### Given data
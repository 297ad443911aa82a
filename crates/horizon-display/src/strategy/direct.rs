//! One item per source record.

use std::any::Any;
use std::collections::{HashMap, HashSet};
use std::sync::Arc;

use horizon_display_core::logging::targets;

use super::{Chain, ItemsStrategy, StrategyContext, StrategyKind};
use crate::item::{DisplayItem, ItemId};
use crate::record::{Record, RecordKey};

/// Bottom layer wrapping each source record in an item.
///
/// Items are created lazily the first time the layer's items are read and
/// keep their identity across splices and moves. With `unique` set, only the
/// first record of every key is shown.
#[derive(Debug, Default)]
pub struct DirectStrategy {
    slots: Vec<Option<ItemId>>,
    unique: bool,
    cache: Option<Vec<ItemId>>,
    /// Source index of each cached item.
    origin: Vec<usize>,
}

impl DirectStrategy {
    pub fn new(unique: bool) -> Self {
        Self {
            unique,
            ..Self::default()
        }
    }

    pub fn is_unique(&self) -> bool {
        self.unique
    }

    pub fn set_unique(&mut self, unique: bool) {
        if self.unique != unique {
            self.unique = unique;
            self.cache = None;
        }
    }

    fn materialize<R: Record>(&mut self, ctx: &mut StrategyContext<'_, R>) {
        let count = ctx.source.count();
        if self.slots.len() > count {
            for id in self.slots.drain(count..).flatten() {
                ctx.arena.detach(id);
            }
        } else {
            self.slots.resize(count, None);
        }
        for (index, slot) in self.slots.iter_mut().enumerate() {
            if slot.is_none() {
                if let Some(record) = ctx.source.at(index) {
                    *slot = Some(ctx.factory.create(ctx.arena, record));
                }
            }
        }
    }

    /// Rebuild the slots from the source, reusing items by record key, or by
    /// record identity for records without one.
    fn rebind_slots<R: Record>(&mut self, ctx: &mut StrategyContext<'_, R>) {
        let mut by_key: HashMap<RecordKey, Vec<ItemId>> = HashMap::new();
        let mut unkeyed = Vec::new();
        for id in self.slots.drain(..).flatten() {
            match ctx.arena.get(id).and_then(DisplayItem::key).cloned() {
                Some(key) => by_key.entry(key).or_default().push(id),
                None => unkeyed.push(id),
            }
        }
        for ids in by_key.values_mut() {
            ids.reverse();
        }

        let count = ctx.source.count();
        let mut reused = 0usize;
        for index in 0..count {
            let Some(record) = ctx.source.at(index) else {
                self.slots.push(None);
                continue;
            };
            let candidate = match ctx.factory.key_of(record.as_ref()) {
                Some(key) => by_key.get_mut(&key).and_then(Vec::pop),
                None => unkeyed
                    .iter()
                    .position(|&id| {
                        ctx.arena
                            .get(id)
                            .and_then(DisplayItem::record)
                            .is_some_and(|contents| Arc::ptr_eq(contents, &record))
                    })
                    .map(|position| unkeyed.swap_remove(position)),
            };
            let kept = candidate.filter(|&id| {
                let fits = ctx.factory.refresh(ctx.arena, id, record.clone()).is_some();
                if !fits {
                    ctx.arena.detach(id);
                }
                fits
            });
            let id = match kept {
                Some(id) => {
                    reused += 1;
                    id
                }
                None => ctx.factory.create(ctx.arena, record),
            };
            self.slots.push(Some(id));
        }

        for id in by_key.into_values().flatten().chain(unkeyed) {
            ctx.arena.detach(id);
        }
        self.cache = None;
        self.origin.clear();
        tracing::trace!(target: targets::STRATEGY, count, reused, "direct items rebound");
    }

    fn ensure<R: Record>(&mut self, ctx: &mut StrategyContext<'_, R>) {
        if self.cache.is_some() {
            return;
        }
        self.materialize(ctx);

        let mut seen = HashSet::new();
        let mut items = Vec::with_capacity(self.slots.len());
        let mut origin = Vec::with_capacity(self.slots.len());
        for (index, slot) in self.slots.iter().enumerate() {
            let Some(id) = *slot else {
                continue;
            };
            if self.unique {
                let key = ctx.arena.get(id).and_then(DisplayItem::key).cloned();
                if let Some(key) = key {
                    if !seen.insert(key) {
                        continue;
                    }
                }
            }
            items.push(id);
            origin.push(index);
        }
        self.cache = Some(items);
        self.origin = origin;
    }
}

impl<R: Record> ItemsStrategy<R> for DirectStrategy {
    fn kind(&self) -> StrategyKind {
        StrategyKind::Direct
    }

    fn items<'s>(&'s mut self, _source: Chain<'s, R>, ctx: &mut StrategyContext<'_, R>) -> &'s [ItemId] {
        self.ensure(ctx);
        self.cache.as_deref().unwrap_or(&[])
    }

    fn splice(
        &mut self,
        start: usize,
        delete_count: usize,
        added: &[Arc<R>],
        _source: Chain<'_, R>,
        ctx: &mut StrategyContext<'_, R>,
    ) -> Vec<ItemId> {
        self.cache = None;
        let start = start.min(self.slots.len());
        let end = (start + delete_count).min(self.slots.len());
        let removed: Vec<ItemId> = self
            .slots
            .splice(start..end, std::iter::repeat(None).take(added.len()))
            .flatten()
            .collect();
        for &id in &removed {
            ctx.arena.detach(id);
        }
        removed
    }

    fn move_range(
        &mut self,
        from: usize,
        count: usize,
        to: usize,
        _source: Chain<'_, R>,
        _ctx: &mut StrategyContext<'_, R>,
    ) {
        self.cache = None;
        let len = self.slots.len();
        if count == 0 || from + count > len || to + count > len {
            return;
        }
        let moved: Vec<Option<ItemId>> = self.slots.drain(from..from + count).collect();
        self.slots.splice(to..to, moved);
    }

    fn display_index(
        &mut self,
        index: usize,
        _source: Chain<'_, R>,
        ctx: &mut StrategyContext<'_, R>,
    ) -> Option<usize> {
        self.ensure(ctx);
        self.origin.iter().position(|&origin| origin == index)
    }

    fn collection_index(
        &mut self,
        index: usize,
        _source: Chain<'_, R>,
        ctx: &mut StrategyContext<'_, R>,
    ) -> Option<usize> {
        self.ensure(ctx);
        self.origin.get(index).copied()
    }

    fn item_by_source_index(&mut self, index: usize, _source: Chain<'_, R>) -> Option<ItemId> {
        self.slots.get(index).copied().flatten()
    }

    fn invalidate(&mut self, _source: Chain<'_, R>) {
        self.cache = None;
    }

    fn reset(&mut self, _source: Chain<'_, R>, ctx: &mut StrategyContext<'_, R>) {
        for id in self.slots.drain(..).flatten() {
            ctx.arena.detach(id);
        }
        self.cache = None;
        self.origin.clear();
    }

    fn rebind(&mut self, _source: Chain<'_, R>, ctx: &mut StrategyContext<'_, R>) {
        self.rebind_slots(ctx);
    }

    fn as_any(&self) -> &dyn Any {
        self
    }

    fn as_any_mut(&mut self) -> &mut dyn Any {
        self
    }
}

### Problem to solve
Retype the listing above, exactly and in full.

### Written answer
repository 297ad443911aa82a
filename crates/horizon-display/src/strategy/direct.rs
//! One item per source record.

use std::any::Any;
use std::collections::{HashMap, HashSet};
use std::sync::Arc;

use horizon_display_core::logging::targets;

use super::{Chain, ItemsStrategy, StrategyContext, StrategyKind};
use crate::item::{DisplayItem, ItemId};
use crate::record::{Record, RecordKey};

/// Bottom layer wrapping each source record in an item.
///
/// Items are created lazily the first time the layer's items are read and
/// keep their identity across splices and moves. With `unique` set, only the
/// first record of every key is shown.
#[derive(Debug, Default)]
pub struct DirectStrategy {
    slots: Vec<Option<ItemId>>,
    unique: bool,
    cache: Option<Vec<ItemId>>,
    /// Source index of each cached item.
    origin: Vec<usize>,
}

impl DirectStrategy {
    pub fn new(unique: bool) -> Self {
        Self {
            unique,
            ..Self::default()
        }
    }

    pub fn is_unique(&self) -> bool {
        self.unique
    }

    pub fn set_unique(&mut self, unique: bool) {
        if self.unique != unique {
            self.unique = unique;
            self.cache = None;
        }
    }

    fn materialize<R: Record>(&mut self, ctx: &mut StrategyContext<'_, R>) {
        let count = ctx.source.count();
        if self.slots.len() > count {
            for id in self.slots.drain(count..).flatten() {
                ctx.arena.detach(id);
            }
        } else {
            self.slots.resize(count, None);
        }
        for (index, slot) in self.slots.iter_mut().enumerate() {
            if slot.is_none() {
                if let Some(record) = ctx.source.at(index) {
                    *slot = Some(ctx.factory.create(ctx.arena, record));
                }
            }
        }
    }

    /// Rebuild the slots from the source, reusing items by record key, or by
    /// record identity for records without one.
    fn rebind_slots<R: Record>(&mut self, ctx: &mut StrategyContext<'_, R>) {
        let mut by_key: HashMap<RecordKey, Vec<ItemId>> = HashMap::new();
        let mut unkeyed = Vec::new();
        for id in self.slots.drain(..).flatten() {
            match ctx.arena.get(id).and_then(DisplayItem::key).cloned() {
                Some(key) => by_key.entry(key).or_default().push(id),
                None => unkeyed.push(id),
            }
        }
        for ids in by_key.values_mut() {
            ids.reverse();
        }

        let count = ctx.source.count();
        let mut reused = 0usize;
        for index in 0..count {
            let Some(record) = ctx.source.at(index) else {
                self.slots.push(None);
                continue;
            };
            let candidate = match ctx.factory.key_of(record.as_ref()) {
                Some(key) => by_key.get_mut(&key).and_then(Vec::pop),
                None => unkeyed
                    .iter()
                    .position(|&id| {
                        ctx.arena
                            .get(id)
                            .and_then(DisplayItem::record)
                            .is_some_and(|contents| Arc::ptr_eq(contents, &record))
                    })
                    .map(|position| unkeyed.swap_remove(position)),
            };
            let kept = candidate.filter(|&id| {
                let fits = ctx.factory.refresh(ctx.arena, id, record.clone()).is_some();
                if !fits {
                    ctx.arena.detach(id);
                }
                fits
            });
            let id = match kept {
                Some(id) => {
                    reused += 1;
                    id
                }
                None => ctx.factory.create(ctx.arena, record),
            };
            self.slots.push(Some(id));
        }

        for id in by_key.into_values().flatten().chain(unkeyed) {
            ctx.arena.detach(id);
        }
        self.cache = None;
        self.origin.clear();
        tracing::trace!(target: targets::STRATEGY, count, reused, "direct items rebound");
    }

    fn ensure<R: Record>(&mut self, ctx: &mut StrategyContext<'_, R>) {
        if self.cache.is_some() {
            return;
        }
        self.materialize(ctx);

        let mut seen = HashSet::new();
        let mut items = Vec::with_capacity(self.slots.len());
        let mut origin = Vec::with_capacity(self.slots.len());
        for (index, slot) in self.slots.iter().enumerate() {
            let Some(id) = *slot else {
                continue;
            };
            if self.unique {
                let key = ctx.arena.get(id).and_then(DisplayItem::key).cloned();
                if let Some(key) = key {
                    if !seen.insert(key) {
                        continue;
                    }
                }
            }
            items.push(id);
            origin.push(index);
        }
        self.cache = Some(items);
        self.origin = origin;
    }
}

impl<R: Record> ItemsStrategy<R> for DirectStrategy {
    fn kind(&self) -> StrategyKind {
        StrategyKind::Direct
    }

    fn items<'s>(&'s mut self, _source: Chain<'s, R>, ctx: &mut StrategyContext<'_, R>) -> &'s [ItemId] {
        self.ensure(ctx);
        self.cache.as_deref().unwrap_or(&[])
    }

    fn splice(
        &mut self,
        start: usize,
        delete_count: usize,
        added: &[Arc<R>],
        _source: Chain<'_, R>,
        ctx: &mut StrategyContext<'_, R>,
    ) -> Vec<ItemId> {
        self.cache = None;
        let start = start.min(self.slots.len());
        let end = (start + delete_count).min(self.slots.len());
        let removed: Vec<ItemId> = self
            .slots
            .splice(start..end, std::iter::repeat(None).take(added.len()))
            .flatten()
            .collect();
        for &id in &removed {
            ctx.arena.detach(id);
        }
        removed
    }

    fn move_range(
        &mut self,
        from: usize,
        count: usize,
        to: usize,
        _source: Chain<'_, R>,
        _ctx: &mut StrategyContext<'_, R>,
    ) {
        self.cache = None;
        let len = self.slots.len();
        if count == 0 || from + count > len || to + count > len {
            return;
        }
        let moved: Vec<Option<ItemId>> = self.slots.drain(from..from + count).collect();
        self.slots.splice(to..to, moved);
    }

    fn display_index(
        &mut self,
        index: usize,
        _source: Chain<'_, R>,
        ctx: &mut StrategyContext<'_, R>,
    ) -> Option<usize> {
        self.ensure(ctx);
        self.origin.iter().position(|&origin| origin == index)
    }

    fn collection_index(
        &mut self,
        index: usize,
        _source: Chain<'_, R>,
        ctx: &mut StrategyContext<'_, R>,
    ) -> Option<usize> {
        self.ensure(ctx);
        self.origin.get(index).copied()
    }

    fn item_by_source_index(&mut self, index: usize, _source: Chain<'_, R>) -> Option<ItemId> {
        self.slots.get(index).copied().flatten()
    }

    fn invalidate(&mut self, _source: Chain<'_, R>) {
        self.cache = None;
    }

    fn reset(&mut self, _source: Chain<'_, R>, ctx: &mut StrategyContext<'_, R>) {
        for id in self.slots.drain(..).flatten() {
            ctx.arena.detach(id);
        }
        self.cache = None;
        self.origin.clear();
    }

    fn rebind(&mut self, _source: Chain<'_, R>, ctx: &mut StrategyContext<'_, R>) {
        self.rebind_slots(ctx);
    }

    fn as_any(&self) -> &dyn Any {
        self
    }

    fn as_any_mut(&mut self) -> &mut dyn Any {
        self
    }
}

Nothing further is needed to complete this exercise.